(Saved entries)
= Beginning of Section =

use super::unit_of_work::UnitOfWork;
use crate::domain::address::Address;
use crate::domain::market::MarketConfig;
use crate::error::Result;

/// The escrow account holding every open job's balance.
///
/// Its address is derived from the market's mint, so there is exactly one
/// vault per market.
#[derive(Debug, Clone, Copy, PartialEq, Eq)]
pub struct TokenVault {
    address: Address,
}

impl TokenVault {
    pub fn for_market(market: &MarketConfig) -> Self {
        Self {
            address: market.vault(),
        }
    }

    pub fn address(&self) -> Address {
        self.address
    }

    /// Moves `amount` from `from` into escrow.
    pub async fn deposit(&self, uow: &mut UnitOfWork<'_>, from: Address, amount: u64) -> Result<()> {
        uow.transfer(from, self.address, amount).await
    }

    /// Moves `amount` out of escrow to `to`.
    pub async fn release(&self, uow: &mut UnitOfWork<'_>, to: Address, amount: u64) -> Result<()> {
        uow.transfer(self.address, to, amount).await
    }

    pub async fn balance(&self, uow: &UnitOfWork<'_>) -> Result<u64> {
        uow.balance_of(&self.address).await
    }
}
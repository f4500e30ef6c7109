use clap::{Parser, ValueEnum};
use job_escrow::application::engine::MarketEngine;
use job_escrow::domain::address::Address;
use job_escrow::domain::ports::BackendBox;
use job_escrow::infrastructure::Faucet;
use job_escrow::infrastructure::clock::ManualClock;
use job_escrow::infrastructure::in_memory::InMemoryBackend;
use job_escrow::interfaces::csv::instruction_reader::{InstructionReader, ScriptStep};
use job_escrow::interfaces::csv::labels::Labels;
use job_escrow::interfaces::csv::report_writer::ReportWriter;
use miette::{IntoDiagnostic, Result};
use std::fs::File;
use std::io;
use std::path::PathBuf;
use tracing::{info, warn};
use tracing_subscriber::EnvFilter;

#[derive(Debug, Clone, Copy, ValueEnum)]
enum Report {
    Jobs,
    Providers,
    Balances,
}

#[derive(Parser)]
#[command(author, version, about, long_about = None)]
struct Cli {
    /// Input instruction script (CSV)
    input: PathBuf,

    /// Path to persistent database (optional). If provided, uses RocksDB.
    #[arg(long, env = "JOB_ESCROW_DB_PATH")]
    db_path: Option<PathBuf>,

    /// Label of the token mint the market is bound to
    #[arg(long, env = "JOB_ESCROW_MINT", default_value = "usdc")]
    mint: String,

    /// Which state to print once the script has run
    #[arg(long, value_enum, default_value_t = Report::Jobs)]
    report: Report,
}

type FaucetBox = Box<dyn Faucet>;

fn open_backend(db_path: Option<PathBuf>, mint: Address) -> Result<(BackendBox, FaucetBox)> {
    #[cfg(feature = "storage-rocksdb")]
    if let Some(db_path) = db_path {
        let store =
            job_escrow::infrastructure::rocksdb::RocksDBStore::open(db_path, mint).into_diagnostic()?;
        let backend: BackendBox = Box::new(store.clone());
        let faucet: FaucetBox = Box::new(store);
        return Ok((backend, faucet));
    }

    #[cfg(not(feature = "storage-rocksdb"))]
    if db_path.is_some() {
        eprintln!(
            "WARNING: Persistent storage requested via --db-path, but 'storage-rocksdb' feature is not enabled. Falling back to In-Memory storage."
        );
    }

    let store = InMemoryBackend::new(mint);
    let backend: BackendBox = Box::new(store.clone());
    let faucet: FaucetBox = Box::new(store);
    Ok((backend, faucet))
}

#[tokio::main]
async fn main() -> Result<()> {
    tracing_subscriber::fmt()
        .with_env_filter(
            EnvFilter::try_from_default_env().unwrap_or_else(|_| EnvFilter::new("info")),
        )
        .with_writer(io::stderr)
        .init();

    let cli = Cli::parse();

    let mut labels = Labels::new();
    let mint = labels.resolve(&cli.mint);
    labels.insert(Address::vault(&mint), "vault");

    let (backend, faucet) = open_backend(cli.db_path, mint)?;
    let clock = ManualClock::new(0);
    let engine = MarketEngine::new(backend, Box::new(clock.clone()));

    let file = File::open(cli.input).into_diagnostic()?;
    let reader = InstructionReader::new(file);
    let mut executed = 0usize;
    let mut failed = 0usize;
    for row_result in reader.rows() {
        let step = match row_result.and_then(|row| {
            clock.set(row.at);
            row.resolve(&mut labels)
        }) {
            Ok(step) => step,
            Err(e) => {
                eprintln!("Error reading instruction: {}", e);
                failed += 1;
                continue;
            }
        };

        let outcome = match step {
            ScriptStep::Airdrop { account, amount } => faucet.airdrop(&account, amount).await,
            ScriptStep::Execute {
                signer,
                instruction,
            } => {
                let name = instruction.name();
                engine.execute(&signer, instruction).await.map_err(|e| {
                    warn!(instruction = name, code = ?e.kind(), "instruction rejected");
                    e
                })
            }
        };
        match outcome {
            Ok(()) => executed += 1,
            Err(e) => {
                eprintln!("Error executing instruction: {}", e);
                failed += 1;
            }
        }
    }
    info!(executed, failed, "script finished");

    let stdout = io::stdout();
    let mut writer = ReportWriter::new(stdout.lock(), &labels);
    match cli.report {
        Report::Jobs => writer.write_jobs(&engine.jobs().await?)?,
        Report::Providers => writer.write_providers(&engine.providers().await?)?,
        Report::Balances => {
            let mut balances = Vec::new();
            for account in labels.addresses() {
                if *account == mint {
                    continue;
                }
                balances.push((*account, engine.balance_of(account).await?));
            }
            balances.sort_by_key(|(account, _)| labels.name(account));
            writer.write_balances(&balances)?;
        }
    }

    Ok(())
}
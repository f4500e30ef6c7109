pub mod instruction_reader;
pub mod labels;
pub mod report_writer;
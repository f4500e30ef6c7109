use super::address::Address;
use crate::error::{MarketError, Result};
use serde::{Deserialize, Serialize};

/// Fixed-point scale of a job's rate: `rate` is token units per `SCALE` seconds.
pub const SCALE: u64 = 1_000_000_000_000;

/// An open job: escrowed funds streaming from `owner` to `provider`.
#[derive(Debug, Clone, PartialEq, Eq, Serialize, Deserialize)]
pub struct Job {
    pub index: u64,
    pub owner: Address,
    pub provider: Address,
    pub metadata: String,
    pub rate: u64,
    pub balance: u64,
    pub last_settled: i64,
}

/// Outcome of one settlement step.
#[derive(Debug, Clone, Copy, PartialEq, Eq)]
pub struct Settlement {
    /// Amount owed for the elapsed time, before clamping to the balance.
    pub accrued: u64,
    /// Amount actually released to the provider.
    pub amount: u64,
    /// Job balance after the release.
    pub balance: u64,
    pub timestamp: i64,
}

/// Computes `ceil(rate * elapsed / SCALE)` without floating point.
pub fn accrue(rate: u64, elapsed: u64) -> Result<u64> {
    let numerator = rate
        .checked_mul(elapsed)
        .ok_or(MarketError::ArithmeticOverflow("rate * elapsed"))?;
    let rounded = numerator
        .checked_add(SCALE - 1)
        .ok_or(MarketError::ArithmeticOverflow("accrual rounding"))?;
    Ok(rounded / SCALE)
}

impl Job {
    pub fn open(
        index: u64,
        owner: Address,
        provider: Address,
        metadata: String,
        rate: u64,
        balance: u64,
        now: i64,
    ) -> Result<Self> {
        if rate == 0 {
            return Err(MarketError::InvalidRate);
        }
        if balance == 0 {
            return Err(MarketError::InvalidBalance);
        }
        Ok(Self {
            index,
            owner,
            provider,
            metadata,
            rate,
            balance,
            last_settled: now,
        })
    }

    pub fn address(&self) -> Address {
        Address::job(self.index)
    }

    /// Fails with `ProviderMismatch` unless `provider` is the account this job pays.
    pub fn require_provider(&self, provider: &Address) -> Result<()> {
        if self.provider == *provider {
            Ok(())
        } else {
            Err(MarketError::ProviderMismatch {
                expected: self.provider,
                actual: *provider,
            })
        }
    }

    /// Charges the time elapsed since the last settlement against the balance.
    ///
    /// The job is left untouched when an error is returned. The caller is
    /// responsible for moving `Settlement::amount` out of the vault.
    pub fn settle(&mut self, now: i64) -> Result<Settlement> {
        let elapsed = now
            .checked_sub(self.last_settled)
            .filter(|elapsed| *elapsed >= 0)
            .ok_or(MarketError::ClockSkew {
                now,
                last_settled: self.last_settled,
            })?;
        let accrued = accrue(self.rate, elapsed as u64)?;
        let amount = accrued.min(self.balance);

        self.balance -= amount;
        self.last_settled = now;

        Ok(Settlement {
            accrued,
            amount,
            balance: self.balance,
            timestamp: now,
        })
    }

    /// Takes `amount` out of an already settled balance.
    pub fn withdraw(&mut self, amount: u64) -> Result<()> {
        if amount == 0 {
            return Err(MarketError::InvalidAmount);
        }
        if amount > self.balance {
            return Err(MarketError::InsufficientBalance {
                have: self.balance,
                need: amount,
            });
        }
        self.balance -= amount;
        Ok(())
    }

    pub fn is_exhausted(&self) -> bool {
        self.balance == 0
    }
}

= End of Section =
= Beginning of Section =

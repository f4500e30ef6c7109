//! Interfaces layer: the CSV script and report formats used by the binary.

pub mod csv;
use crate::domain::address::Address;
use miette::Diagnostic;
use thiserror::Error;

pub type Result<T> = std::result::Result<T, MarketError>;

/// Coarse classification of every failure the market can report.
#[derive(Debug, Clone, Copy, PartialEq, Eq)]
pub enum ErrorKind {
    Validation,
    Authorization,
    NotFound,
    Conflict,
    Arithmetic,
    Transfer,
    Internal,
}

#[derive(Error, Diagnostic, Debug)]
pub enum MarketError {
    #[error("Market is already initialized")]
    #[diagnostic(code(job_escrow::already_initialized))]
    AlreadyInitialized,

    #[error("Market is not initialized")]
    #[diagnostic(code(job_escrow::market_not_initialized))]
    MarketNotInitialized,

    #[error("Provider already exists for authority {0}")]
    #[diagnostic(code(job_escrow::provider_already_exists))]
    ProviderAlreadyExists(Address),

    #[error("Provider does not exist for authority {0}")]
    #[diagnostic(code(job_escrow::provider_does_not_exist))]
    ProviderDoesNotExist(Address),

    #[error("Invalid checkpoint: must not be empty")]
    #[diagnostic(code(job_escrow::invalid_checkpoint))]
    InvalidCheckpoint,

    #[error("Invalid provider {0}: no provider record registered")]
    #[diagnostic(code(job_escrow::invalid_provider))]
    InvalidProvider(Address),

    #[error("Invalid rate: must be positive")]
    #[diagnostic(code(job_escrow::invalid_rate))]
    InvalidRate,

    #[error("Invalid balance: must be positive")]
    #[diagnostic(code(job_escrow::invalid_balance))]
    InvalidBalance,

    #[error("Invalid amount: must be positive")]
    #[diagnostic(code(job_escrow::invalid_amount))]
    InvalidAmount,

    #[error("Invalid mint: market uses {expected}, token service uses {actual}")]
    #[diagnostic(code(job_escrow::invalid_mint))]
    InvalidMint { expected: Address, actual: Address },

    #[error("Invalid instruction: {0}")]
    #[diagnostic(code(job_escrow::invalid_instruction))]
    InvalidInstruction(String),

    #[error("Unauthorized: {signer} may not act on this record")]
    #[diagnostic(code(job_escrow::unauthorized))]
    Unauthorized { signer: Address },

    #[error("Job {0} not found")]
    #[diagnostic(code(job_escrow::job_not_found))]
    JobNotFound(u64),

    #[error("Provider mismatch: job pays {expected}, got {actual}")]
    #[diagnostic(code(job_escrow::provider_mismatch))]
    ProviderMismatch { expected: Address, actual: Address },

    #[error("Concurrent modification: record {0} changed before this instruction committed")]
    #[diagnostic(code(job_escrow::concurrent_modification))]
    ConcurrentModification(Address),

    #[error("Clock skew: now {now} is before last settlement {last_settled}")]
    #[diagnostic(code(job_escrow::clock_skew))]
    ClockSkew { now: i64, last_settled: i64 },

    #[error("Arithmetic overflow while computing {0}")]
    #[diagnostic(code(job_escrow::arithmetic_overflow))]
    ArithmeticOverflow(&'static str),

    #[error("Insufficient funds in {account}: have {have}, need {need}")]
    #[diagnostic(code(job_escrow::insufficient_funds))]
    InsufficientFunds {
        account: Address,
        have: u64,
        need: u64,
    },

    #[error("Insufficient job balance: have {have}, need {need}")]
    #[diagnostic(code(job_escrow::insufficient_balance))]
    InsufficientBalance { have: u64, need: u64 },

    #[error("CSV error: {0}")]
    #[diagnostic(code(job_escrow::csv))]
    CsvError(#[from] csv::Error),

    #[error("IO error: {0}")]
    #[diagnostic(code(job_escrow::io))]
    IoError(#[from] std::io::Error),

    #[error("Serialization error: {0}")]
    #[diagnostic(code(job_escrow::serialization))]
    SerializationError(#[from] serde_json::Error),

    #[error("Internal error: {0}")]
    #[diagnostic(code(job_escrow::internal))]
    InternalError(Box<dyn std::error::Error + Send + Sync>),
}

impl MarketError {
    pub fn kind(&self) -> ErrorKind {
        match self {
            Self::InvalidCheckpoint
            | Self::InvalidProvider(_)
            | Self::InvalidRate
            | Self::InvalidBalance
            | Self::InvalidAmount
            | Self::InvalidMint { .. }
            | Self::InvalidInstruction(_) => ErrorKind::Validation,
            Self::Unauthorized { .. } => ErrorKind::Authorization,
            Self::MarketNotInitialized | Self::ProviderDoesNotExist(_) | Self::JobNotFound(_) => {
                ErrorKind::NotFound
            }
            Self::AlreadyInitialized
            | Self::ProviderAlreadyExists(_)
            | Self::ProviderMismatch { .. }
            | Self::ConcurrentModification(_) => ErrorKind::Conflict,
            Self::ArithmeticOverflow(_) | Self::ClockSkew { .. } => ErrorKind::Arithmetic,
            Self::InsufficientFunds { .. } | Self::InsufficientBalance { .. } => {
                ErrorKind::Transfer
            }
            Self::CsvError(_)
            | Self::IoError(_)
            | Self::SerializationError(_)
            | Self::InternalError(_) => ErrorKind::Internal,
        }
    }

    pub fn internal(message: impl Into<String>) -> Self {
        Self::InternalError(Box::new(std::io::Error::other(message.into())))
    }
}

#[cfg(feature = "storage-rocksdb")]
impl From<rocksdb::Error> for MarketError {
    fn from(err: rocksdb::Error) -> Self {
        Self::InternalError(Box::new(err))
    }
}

= End of Section =

> **Problem details**:
A line qualifies when it holds the word "InvalidAmount"; report all qualifying lines from the records above.

> **Solution below**:
            return Err(MarketError::InvalidAmount);
    InvalidAmount,
            | Self::InvalidAmount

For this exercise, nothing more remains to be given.